| EXERCISE GOAL |
Among the records below, find the lines with the word "Deserialize" and copy them.

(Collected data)
□ □ □ □ □ □ □

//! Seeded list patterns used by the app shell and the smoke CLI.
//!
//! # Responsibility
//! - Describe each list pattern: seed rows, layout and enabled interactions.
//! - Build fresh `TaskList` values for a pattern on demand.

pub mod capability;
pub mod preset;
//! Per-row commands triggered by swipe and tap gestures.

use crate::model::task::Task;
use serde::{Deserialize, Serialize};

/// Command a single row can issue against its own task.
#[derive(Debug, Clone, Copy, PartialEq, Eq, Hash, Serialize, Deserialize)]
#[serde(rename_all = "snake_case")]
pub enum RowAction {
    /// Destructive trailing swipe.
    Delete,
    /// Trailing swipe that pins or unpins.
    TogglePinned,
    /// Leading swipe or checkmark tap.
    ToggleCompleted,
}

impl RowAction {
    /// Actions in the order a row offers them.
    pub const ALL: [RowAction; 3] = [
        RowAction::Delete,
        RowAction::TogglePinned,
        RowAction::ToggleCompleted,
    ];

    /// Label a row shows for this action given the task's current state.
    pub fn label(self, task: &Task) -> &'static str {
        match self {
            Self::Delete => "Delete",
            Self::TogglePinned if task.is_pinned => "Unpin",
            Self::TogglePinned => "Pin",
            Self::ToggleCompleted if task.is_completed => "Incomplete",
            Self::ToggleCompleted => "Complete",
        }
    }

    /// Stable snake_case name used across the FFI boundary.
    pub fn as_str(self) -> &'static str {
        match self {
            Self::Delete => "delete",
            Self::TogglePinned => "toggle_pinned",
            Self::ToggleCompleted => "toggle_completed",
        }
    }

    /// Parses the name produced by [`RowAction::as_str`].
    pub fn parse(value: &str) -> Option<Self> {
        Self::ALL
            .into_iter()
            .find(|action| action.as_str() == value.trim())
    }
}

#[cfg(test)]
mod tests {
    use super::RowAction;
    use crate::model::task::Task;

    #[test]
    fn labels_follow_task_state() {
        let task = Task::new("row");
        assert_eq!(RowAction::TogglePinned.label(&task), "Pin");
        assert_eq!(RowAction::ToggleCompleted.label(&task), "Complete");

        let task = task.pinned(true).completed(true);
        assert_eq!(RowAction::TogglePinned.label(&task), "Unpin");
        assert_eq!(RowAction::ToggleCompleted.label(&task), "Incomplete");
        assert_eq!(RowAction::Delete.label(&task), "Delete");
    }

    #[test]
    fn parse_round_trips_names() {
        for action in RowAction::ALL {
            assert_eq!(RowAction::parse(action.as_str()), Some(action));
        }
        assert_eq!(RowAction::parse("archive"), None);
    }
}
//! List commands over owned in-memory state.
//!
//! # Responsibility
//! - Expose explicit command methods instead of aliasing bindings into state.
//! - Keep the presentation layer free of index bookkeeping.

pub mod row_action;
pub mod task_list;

□ □ □ □ □ □ □

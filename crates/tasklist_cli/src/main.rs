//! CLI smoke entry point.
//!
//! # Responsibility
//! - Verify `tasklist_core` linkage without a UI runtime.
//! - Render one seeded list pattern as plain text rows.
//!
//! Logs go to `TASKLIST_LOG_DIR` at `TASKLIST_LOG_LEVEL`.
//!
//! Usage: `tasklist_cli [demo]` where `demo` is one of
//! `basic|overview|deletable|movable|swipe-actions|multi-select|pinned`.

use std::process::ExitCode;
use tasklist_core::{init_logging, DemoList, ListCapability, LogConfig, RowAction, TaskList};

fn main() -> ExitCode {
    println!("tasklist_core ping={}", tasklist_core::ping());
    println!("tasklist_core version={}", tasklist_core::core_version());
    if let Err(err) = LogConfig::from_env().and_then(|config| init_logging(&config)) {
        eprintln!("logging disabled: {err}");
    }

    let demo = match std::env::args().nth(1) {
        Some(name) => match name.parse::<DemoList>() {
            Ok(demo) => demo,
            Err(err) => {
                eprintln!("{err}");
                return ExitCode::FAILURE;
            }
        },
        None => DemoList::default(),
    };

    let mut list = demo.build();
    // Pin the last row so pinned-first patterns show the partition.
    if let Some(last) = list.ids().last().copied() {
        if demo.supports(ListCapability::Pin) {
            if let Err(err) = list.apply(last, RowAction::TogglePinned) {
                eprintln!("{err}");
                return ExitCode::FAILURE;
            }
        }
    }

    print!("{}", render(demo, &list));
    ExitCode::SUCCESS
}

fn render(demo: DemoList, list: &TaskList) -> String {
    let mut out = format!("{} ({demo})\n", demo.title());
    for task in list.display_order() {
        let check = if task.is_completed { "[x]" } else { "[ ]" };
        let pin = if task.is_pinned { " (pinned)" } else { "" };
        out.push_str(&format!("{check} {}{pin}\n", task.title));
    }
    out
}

□ □ □ □ □ □ □

| SOLUTION FOR THIS PROBLEM |
use serde::{Deserialize, Serialize};
#[derive(Debug, Clone, Copy, PartialEq, Eq, Hash, Serialize, Deserialize)]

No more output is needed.